Le Femen, eroine della sinistra, devastano il presepe e il Bambin Gesù

Travestite da gendarmi, hanno devastato il presepio della principale piazza di Bruxelles prendendo a manganellate tutte le statue, inclusa quella di Gesù Bambino. L’ultima bravata delle Femen, l’ultima di una lunga serie, è andata in scena mercoledì pomeriggio nella Grand Place della città belga. Le due attiviste, già componenti delle Femen, oggi appartententi al m0vimento di estrema sinistra “Collettivo anonimo”, sono entrate nell’allestimento natalizio che ogni anno, come da tradizione, viene allestito nella piazza di Bruxelles. Si sono presentate travestite con l’elmetto e la divisa della gendarmeria belga e hanno innalzato un cartello con la scritta “Fanculo ai poveri”. Poi hanno iniziato a prendere a manganellate le statue dei personaggi della Natività per poi “sfrattarle” fisicamente dal presepe. Le due donne sono state arrestate dalle forze di sicurezza e trattenute per una paio di ore prima di essere rilasciate e denunciate a piede libero.

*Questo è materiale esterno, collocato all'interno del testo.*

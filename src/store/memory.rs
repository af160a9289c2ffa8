use std::collections::BTreeMap;

use async_trait::async_trait;
use chrono::{DateTime, Utc};
use tokio::sync::RwLock;

use super::{sort_by_source_order, IngestionSource, Keyed, StageStore, WatermarkStore};
use crate::error::{SourceError, StoreError};
use crate::models::RawRecord;

/// In-process stage store keyed by `call_id`
#[derive(Debug)]
pub struct MemoryStore<R> {
    records: RwLock<BTreeMap<String, R>>,
}

impl<R: Clone> MemoryStore<R> {
    pub fn new() -> Self {
        Self {
            records: RwLock::new(BTreeMap::new()),
        }
    }

    /// Snapshot of every stored row, ordered by key
    pub async fn records(&self) -> Vec<R> {
        self.records.read().await.values().cloned().collect()
    }

    pub async fn len(&self) -> usize {
        self.records.read().await.len()
    }

    pub async fn is_empty(&self) -> bool {
        self.records.read().await.is_empty()
    }
}

impl<R: Clone> Default for MemoryStore<R> {
    fn default() -> Self {
        Self::new()
    }
}

#[async_trait]
impl<R> StageStore<R> for MemoryStore<R>
where
    R: Keyed + Clone + Send + Sync + 'static,
{
    async fn get(&self, call_id: &str) -> Result<Option<R>, StoreError> {
        Ok(self.records.read().await.get(call_id).cloned())
    }

    async fn upsert(&self, record: R) -> Result<(), StoreError> {
        let key = record.key().to_string();
        self.records.write().await.insert(key, record);
        Ok(())
    }

    async fn exists(&self, call_id: &str) -> Result<bool, StoreError> {
        Ok(self.records.read().await.contains_key(call_id))
    }

    async fn ping(&self) -> Result<(), StoreError> {
        Ok(())
    }
}

/// In-process watermark
#[derive(Debug, Default)]
pub struct MemoryWatermark {
    value: RwLock<Option<DateTime<Utc>>>,
}

impl MemoryWatermark {
    pub fn new() -> Self {
        Self::default()
    }
}

#[async_trait]
impl WatermarkStore for MemoryWatermark {
    async fn read_watermark(&self) -> Result<Option<DateTime<Utc>>, StoreError> {
        Ok(*self.value.read().await)
    }

    async fn write_watermark(&self, watermark: DateTime<Utc>) -> Result<(), StoreError> {
        *self.value.write().await = Some(watermark);
        Ok(())
    }
}

/// Fixed set of raw records served as an ingestion source
#[derive(Debug, Default)]
pub struct MemorySource {
    records: RwLock<Vec<RawRecord>>,
}

impl MemorySource {
    pub fn new(mut records: Vec<RawRecord>) -> Self {
        sort_by_source_order(&mut records);
        Self {
            records: RwLock::new(records),
        }
    }

    /// Make another record available, as data acquisition would
    pub async fn push(&self, record: RawRecord) {
        let mut records = self.records.write().await;
        records.push(record);
        sort_by_source_order(&mut records);
    }
}

#[async_trait]
impl IngestionSource for MemorySource {
    async fn list_available(&self, limit: usize) -> Result<Vec<RawRecord>, SourceError> {
        Ok(self.records.read().await.iter().take(limit).cloned().collect())
    }

    async fn fetch(&self, call_id: &str) -> Result<RawRecord, SourceError> {
        self.records
            .read()
            .await
            .iter()
            .find(|r| r.call_id == call_id)
            .cloned()
            .ok_or_else(|| SourceError::NotFound(call_id.to_string()))
    }

    async fn list_since(
        &self,
        marker: Option<DateTime<Utc>>,
        limit: usize,
    ) -> Result<Vec<RawRecord>, SourceError> {
        Ok(self
            .records
            .read()
            .await
            .iter()
            .filter(|r| marker.is_none_or(|marker| r.timestamp > marker))
            .take(limit)
            .cloned()
            .collect())
    }
}

#[cfg(test)]
mod tests {
    use super::*;
    use chrono::TimeZone;

    fn raw(call_id: &str, hour: u32) -> RawRecord {
        RawRecord {
            call_id: call_id.to_string(),
            agent_name: "Agent".to_string(),
            timestamp: Utc.with_ymd_and_hms(2024, 1, 1, hour, 0, 0).unwrap(),
            transcript_text: "hello".to_string(),
        }
    }

    #[tokio::test]
    async fn test_upsert_replaces_by_key() {
        let store: MemoryStore<RawRecord> = MemoryStore::new();
        store.upsert(raw("CALL_1", 1)).await.unwrap();
        store.upsert(raw("CALL_1", 2)).await.unwrap();

        assert_eq!(store.len().await, 1);
        let stored = store.get("CALL_1").await.unwrap().unwrap();
        assert_eq!(stored.timestamp.format("%H").to_string(), "02");
        assert!(store.exists("CALL_1").await.unwrap());
        assert!(!store.exists("CALL_2").await.unwrap());
    }

    #[tokio::test]
    async fn test_source_orders_and_filters() {
        let source = MemorySource::new(vec![raw("B", 3), raw("A", 1), raw("C", 2)]);

        let ids: Vec<_> = source
            .list_available(10)
            .await
            .unwrap()
            .into_iter()
            .map(|r| r.call_id)
            .collect();
        assert_eq!(ids, vec!["A", "C", "B"]);

        let marker = Utc.with_ymd_and_hms(2024, 1, 1, 2, 0, 0).unwrap();
        let since = source.list_since(Some(marker), 10).await.unwrap();
        assert_eq!(since.len(), 1);
        assert_eq!(since[0].call_id, "B");

        assert!(matches!(source.fetch("Z").await, Err(SourceError::NotFound(_))));
    }

    #[tokio::test]
    async fn test_source_limit_applies_after_marker() {
        let source = MemorySource::new(vec![raw("A", 1), raw("B", 2), raw("C", 3), raw("D", 4)]);
        let marker = Utc.with_ymd_and_hms(2024, 1, 1, 2, 0, 0).unwrap();

        let ids: Vec<_> = source
            .list_since(Some(marker), 1)
            .await
            .unwrap()
            .into_iter()
            .map(|r| r.call_id)
            .collect();
        assert_eq!(ids, vec!["C"]);
    }

    #[tokio::test]
    async fn test_watermark_roundtrip() {
        let watermark = MemoryWatermark::new();
        assert_eq!(watermark.read_watermark().await.unwrap(), None);
        let ts = Utc.with_ymd_and_hms(2024, 5, 1, 0, 0, 0).unwrap();
        watermark.write_watermark(ts).await.unwrap();
        assert_eq!(watermark.read_watermark().await.unwrap(), Some(ts));
    }
}
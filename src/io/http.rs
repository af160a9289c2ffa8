use std::time::Duration;

use anyhow::{anyhow, Context, Result};
use async_trait::async_trait;
use chrono::{DateTime, SecondsFormat, Utc};
use reqwest::{Client, StatusCode, Url};
use tracing::debug;

use crate::error::SourceError;
use crate::models::RawRecord;
use crate::stages::validate_call_id;
use crate::store::{sort_by_source_order, IngestionSource};

/// Ingestion source backed by the data-acquisition HTTP service.
///
/// Endpoints:
/// - `GET {base}/calls?limit=N[&since=RFC3339]` returns a JSON array of records
/// - `GET {base}/calls/{call_id}` returns one record
pub struct HttpSource {
    client: Client,
    calls_url: Url,
}

impl HttpSource {
    pub fn new(base_url: &str, timeout: Duration) -> Result<Self> {
        let client = Client::builder()
            .timeout(timeout)
            .build()
            .context("Failed to build HTTP client")?;

        let mut calls_url =
            Url::parse(base_url).with_context(|| format!("Invalid source URL: {base_url}"))?;
        calls_url
            .path_segments_mut()
            .map_err(|_| anyhow!("Source URL cannot carry a path: {base_url}"))?
            .pop_if_empty()
            .push("calls");

        Ok(Self { client, calls_url })
    }

    fn calls_url(&self) -> Url {
        self.calls_url.clone()
    }

    /// `{base}/calls/{call_id}` with the id as one encoded path segment
    fn call_url(&self, call_id: &str) -> Result<Url, SourceError> {
        validate_call_id(call_id).map_err(|e| SourceError::Malformed {
            id: call_id.to_string(),
            reason: e.to_string(),
        })?;

        let mut url = self.calls_url();
        if let Ok(mut segments) = url.path_segments_mut() {
            segments.push(call_id);
        }
        Ok(url)
    }

    async fn get_json<T: serde::de::DeserializeOwned>(
        &self,
        request: reqwest::RequestBuilder,
        what: &str,
    ) -> Result<T, SourceError> {
        let response = request
            .send()
            .await
            .map_err(|e| SourceError::Unavailable(format!("{what}: {e}")))?;

        let status = response.status();
        if status == StatusCode::NOT_FOUND {
            return Err(SourceError::NotFound(what.to_string()));
        }
        if status.is_server_error() || status == StatusCode::TOO_MANY_REQUESTS {
            return Err(SourceError::Unavailable(format!("{what}: HTTP {status}")));
        }
        if !status.is_success() {
            let body = response.text().await.unwrap_or_default();
            return Err(SourceError::Malformed {
                id: what.to_string(),
                reason: format!("HTTP {status}: {body}"),
            });
        }

        response.json().await.map_err(|e| SourceError::Malformed {
            id: what.to_string(),
            reason: e.to_string(),
        })
    }

    async fn list(
        &self,
        since: Option<DateTime<Utc>>,
        limit: usize,
    ) -> Result<Vec<RawRecord>, SourceError> {
        let mut query = vec![("limit", limit.to_string())];
        if let Some(since) = since {
            query.push(("since", since.to_rfc3339_opts(SecondsFormat::Micros, true)));
        }

        let request = self.client.get(self.calls_url()).query(&query);
        let mut records: Vec<RawRecord> = self.get_json(request, "call listing").await?;
        debug!(url = %self.calls_url(), found = records.len(), "Listed calls");

        if let Some(since) = since {
            records.retain(|r| r.timestamp > since);
        }
        sort_by_source_order(&mut records);
        records.truncate(limit);
        Ok(records)
    }
}

#[async_trait]
impl IngestionSource for HttpSource {
    async fn list_available(&self, limit: usize) -> Result<Vec<RawRecord>, SourceError> {
        self.list(None, limit).await
    }

    async fn fetch(&self, call_id: &str) -> Result<RawRecord, SourceError> {
        let url = self.call_url(call_id)?;
        match self.get_json(self.client.get(url), call_id).await {
            Err(SourceError::NotFound(_)) => Err(SourceError::NotFound(call_id.to_string())),
            other => other,
        }
    }

    async fn list_since(
        &self,
        marker: Option<DateTime<Utc>>,
        limit: usize,
    ) -> Result<Vec<RawRecord>, SourceError> {
        self.list(marker, limit).await
    }
}

#[cfg(test)]
mod tests {
    use super::*;

    #[test]
    fn test_base_url_trailing_slash() {
        let source = HttpSource::new("http://acquisition.local:8080/", Duration::from_secs(1)).unwrap();
        assert_eq!(source.calls_url().as_str(), "http://acquisition.local:8080/calls");

        let nested = HttpSource::new("http://acquisition.local/api", Duration::from_secs(1)).unwrap();
        assert_eq!(
            nested.call_url("CALL_8F2A91C3").unwrap().as_str(),
            "http://acquisition.local/api/calls/CALL_8F2A91C3"
        );
    }

    #[tokio::test]
    async fn test_fetch_rejects_ids_that_escape_the_path() {
        // Port 9 would answer Unavailable if a request went out
        let source = HttpSource::new("http://127.0.0.1:9", Duration::from_secs(2)).unwrap();
        for call_id in ["../admin", "a?x=y", "a/b", ".."] {
            let err = source.fetch(call_id).await.unwrap_err();
            assert!(matches!(err, SourceError::Malformed { .. }), "{call_id}: {err}");
        }
    }

    #[tokio::test]
    async fn test_unreachable_service_is_transient() {
        // Nothing listens on port 9 of the loopback interface
        let source = HttpSource::new("http://127.0.0.1:9", Duration::from_secs(2)).unwrap();
        let err = source.list_available(10).await.unwrap_err();
        assert!(matches!(err, SourceError::Unavailable(_)));
        assert!(err.is_transient());
    }
}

La rivendicazione del blitz

La rivendicazione del gesto è arrivata con un comunicato nel quale si denuncia la politica di austerità del governo federale nel confronti delle famiglie meno abbienti. «Noi, i cittadini belgi – si legge nel comunicato – abbiamo oggi completato l’espulsione di una famiglia di poveri (e rifugiati probabilmente illegali) che erano venuti insolentemente a inquinare la nostra cara Grand Place. Abbiamo indossato l’abito tradizionale delle espulsioni, in omaggio alla nostra polizia che, come sappiamo, è fondamentale per la Capitale». Il comunicato prosegue rivendicando con sarcasmo che «con questa mossa, intendiamo dare il nostro sostegno al governo Michel e alle nuove misure da esso adottate verso i veri responsabili della crisi che sono finalmente perseguiti».